#![allow(clippy::type_complexity)]
// Ultralytics 🚀 AGPL-3.0 License - https://ultralytics.com/license
pub mod backend; // 推理后端接口
pub mod config; // 掩码分支超参数
pub mod error;
pub mod generator; // 掩码生成器
pub mod postprocess; // 模型输出后处理
pub mod preprocess;
pub mod record; // 录制 / 回放
pub mod utils;

pub use crate::backend::{InferenceBackend, Specialization};
pub use crate::config::Hyperparameters;
pub use crate::error::{MaskError, RecordError, Result};
pub use crate::generator::{CenterMaskData, FrameMaskData, MaskData, MaskGenerator};
pub use crate::postprocess::{Bbox, CenterBoxSelection, Detection, NmsConfig};
pub use crate::record::{CenterMaskSource, MaskRecord, RecordEntry, RecordingSource, ReplaySource};
pub use crate::utils::crop::fit_crop;

#[cfg(feature = "onnx")]
pub use crate::backend::OrtBackend;

/// 整帧布尔掩码 (height, width)
pub type FrameMask = ndarray::Array2<bool>;
/// 裁剪框调整
/// 把检测框扩展为与目标画面同宽高比的裁剪区域, 使裁剪后缩放的失真最小
use crate::postprocess::Bbox;

/// 计算裁剪区域
///
/// # 参数
/// - `bbox`: 检测框 (会先截断为整数)
/// - `target`: 目标画面尺寸 (width, height), 同时也是画面边界
/// - `aggressive`: 为 true 时搜索能精确匹配宽高比的最小裁剪, 否则使用 1/2 裁剪
///
/// 返回 [x1, y1, x2, y2]
pub fn fit_crop(bbox: &Bbox, target: (i32, i32), aggressive: bool) -> [i32; 4] {
    let (tw, th) = target;
    let full = [0, 0, tw.max(0), th.max(0)];
    if tw <= 0 || th <= 0 {
        return full;
    }

    let [x1, y1, x2, y2] = bbox.to_int();
    // 坐标可能在 i32 两端饱和, 宽高用 i64 计算
    let (tw, th) = (tw as i64, th as i64);
    let (bx1, by1, bx2, by2) = (x1 as i64, y1 as i64, x2 as i64, y2 as i64);
    let (bw, bh) = (bx2 - bx1, by2 - by1);
    if bw <= 0 || bh <= 0 {
        return full;
    }

    // 宽高比已一致
    if bw * th == bh * tw {
        return [x1, y1, x2, y2];
    }

    // 超过一半时放大会拉伸, 直接用整帧
    if 2 * bw >= tw || 2 * bh >= th {
        return full;
    }

    let (cw, ch) = if aggressive {
        let g = gcd(tw, th);
        let (uw, uh) = (tw / g, th / g);
        let m = ceil_div(bw, uw).max(ceil_div(bh, uh)).max(1);
        (m * uw, m * uh)
    } else if tw % 2 == 0 && th % 2 == 0 {
        // 2 倍整数缩放
        (tw / 2, th / 2)
    } else {
        (ceil_div(tw, 2), ceil_div(th, 2))
    };

    // 放置后落在 [0, t] 内, 转回 i32 不会截断
    let left = place((bx1 + bx2) / 2, cw, tw);
    let top = place((by1 + by2) / 2, ch, th);
    [
        left as i32,
        top as i32,
        (left + cw) as i32,
        (top + ch) as i32,
    ]
}

/// 裁剪区域放大回目标尺寸的倍率, 约分后的 (分子, 分母)
pub fn zoom_factor(crop: &[i32; 4], target_width: i32) -> (i32, i32) {
    let cw = crop[2] - crop[0];
    if cw <= 0 || target_width <= 0 {
        return (1, 1);
    }
    let g = gcd(target_width as i64, cw as i64) as i32;
    (target_width / g, cw / g)
}

/// 以 center 为中心放置长度 len, 越界时贴到另一侧边缘
fn place(center: i64, len: i64, bound: i64) -> i64 {
    let start = center - len / 2;
    if start < 0 {
        0
    } else if start + len > bound {
        bound - len
    } else {
        start
    }
}

fn gcd(mut a: i64, mut b: i64) -> i64 {
    while b != 0 {
        let t = a % b;
        a = b;
        b = t;
    }
    a.abs().max(1)
}

fn ceil_div(a: i64, b: i64) -> i64 {
    (a + b - 1) / b
}
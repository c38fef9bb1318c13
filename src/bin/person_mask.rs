use std::path::PathBuf;

use anyhow::{Context, Result};
use clap::Parser;
use image::{GrayImage, Luma};
use tracing::{info, warn};
use tracing_subscriber::EnvFilter;
/// 人像掩码生成
///
/// 直接运行: cargo run --release --features onnx --bin person-mask -- --model yolov7-mask.onnx --hyp hyp.yaml img.jpg
use yolo_person_mask::{
    preprocess::letterbox, record::CenterMaskSource, FrameMask, Hyperparameters, MaskGenerator,
    NmsConfig, OrtBackend, RecordingSource,
};

#[global_allocator]
static GLOBAL: mimalloc::MiMalloc = mimalloc::MiMalloc;

#[derive(Parser, Debug)]
#[command(author, version, about = "YOLOv7-mask 人像掩码生成", long_about = None)]
struct Args {
    /// ONNX 模型路径
    #[arg(short, long)]
    model: PathBuf,

    /// 超参数文件 (hyp.*.yaml), 缺省使用 56/14/5
    #[arg(long)]
    hyp: Option<PathBuf>,

    /// 输入图片
    #[arg(required = true)]
    sources: Vec<PathBuf>,

    /// 置信度阈值
    #[arg(long, default_value_t = 0.1)]
    conf: f32,

    /// NMS IoU 阈值
    #[arg(long, default_value_t = 0.6)]
    iou: f32,

    /// 模型输入宽度
    #[arg(long, default_value_t = 640)]
    width: u32,

    /// 模型输入高度
    #[arg(long, default_value_t = 640)]
    height: u32,

    /// 交换红蓝通道 (输入为 BGR 时使用)
    #[arg(long)]
    flip_bgr_rgb: bool,

    /// 只输出最居中框及其掩码
    #[arg(long)]
    center: bool,

    /// 最居中框合并半径系数
    #[arg(long, default_value_t = 0.5)]
    grouping_range_scale: f32,

    /// 不合并相邻框
    #[arg(long)]
    disable_merge: bool,

    /// 输出目录
    #[arg(short, long, default_value = "runs/person-mask")]
    output: PathBuf,

    /// 录制文件 (仅 --center 模式)
    #[arg(long)]
    record: Option<PathBuf>,
}

fn gen_time_string(delimiter: &str) -> String {
    let fmt = format!(
        "%Y{}%m{}%d{}%H{}%M{}%S{}%f",
        delimiter, delimiter, delimiter, delimiter, delimiter, delimiter
    );
    chrono::Local::now().format(&fmt).to_string()
}

fn save_mask(mask: &FrameMask, path: &PathBuf) -> Result<()> {
    let (height, width) = mask.dim();
    let image = GrayImage::from_fn(width as u32, height as u32, |x, y| {
        Luma([if mask[[y as usize, x as usize]] { 255 } else { 0 }])
    });
    image
        .save(path)
        .with_context(|| format!("保存掩码失败: {}", path.display()))
}

fn main() -> Result<()> {
    tracing_subscriber::fmt()
        .with_env_filter(
            EnvFilter::try_from_default_env().unwrap_or_else(|_| EnvFilter::new("info")),
        )
        .init();

    let args = Args::parse();

    let hyp = match &args.hyp {
        Some(path) => Hyperparameters::from_file(path)
            .with_context(|| format!("读取超参数失败: {}", path.display()))?,
        None => Hyperparameters::default(),
    };
    let backend = OrtBackend::from_file(&args.model)
        .with_context(|| format!("加载模型失败: {}", args.model.display()))?;
    let mut generator = MaskGenerator::new(backend, hyp, NmsConfig::new(args.conf, args.iou))?;

    std::fs::create_dir_all(&args.output)
        .with_context(|| format!("创建输出目录失败: {}", args.output.display()))?;

    let mut frames = Vec::with_capacity(args.sources.len());
    for source in &args.sources {
        let image = image::open(source)
            .with_context(|| format!("读取图片失败: {}", source.display()))?;
        frames.push(letterbox(&image, args.width, args.height));
    }

    let stamp = gen_time_string("-");

    if args.center {
        let shape = (args.height as usize, args.width as usize);
        let mut source = RecordingSource::new(generator, shape);
        for (idx, frame) in frames.iter().enumerate() {
            let data = source.next_center_mask(
                frame,
                args.flip_bgr_rgb,
                args.grouping_range_scale,
                args.disable_merge,
            )?;
            if !data.found {
                warn!("{}: 未检测到人", args.sources[idx].display());
            }
            info!(
                "{}: 最居中框 {:?}",
                args.sources[idx].display(),
                data.center_box
            );
            let path = args.output.join(format!("{}_{}_center.png", stamp, idx));
            save_mask(&data.mask, &path)?;
        }
        if let Some(record) = &args.record {
            source
                .save(record)
                .with_context(|| format!("保存录制文件失败: {}", record.display()))?;
        }
        return Ok(());
    }

    let t = std::time::Instant::now();
    let results = generator.generate_list(&frames, args.flip_bgr_rgb)?;
    info!("{} 张图片处理完成, 耗时 {:?}", results.len(), t.elapsed());

    for (idx, data) in results.iter().enumerate() {
        info!(
            "{}: found={}, 人数={}",
            args.sources[idx].display(),
            data.found,
            data.detections.len()
        );
        for det in &data.detections {
            info!("  {:?} conf={:.3}", det.bbox.to_int(), det.confidence);
        }
        let path = args.output.join(format!("{}_{}.png", stamp, idx));
        save_mask(&data.mask, &path)?;
    }

    Ok(())
}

****************

▸ **What the task requires**:
Which lines in the listing have the string "warn"? Pick them out and copy them.

▸ **Solved exercise**:
use tracing::{info, warn};
                warn!("{}: 未检测到人", args.sources[idx].display());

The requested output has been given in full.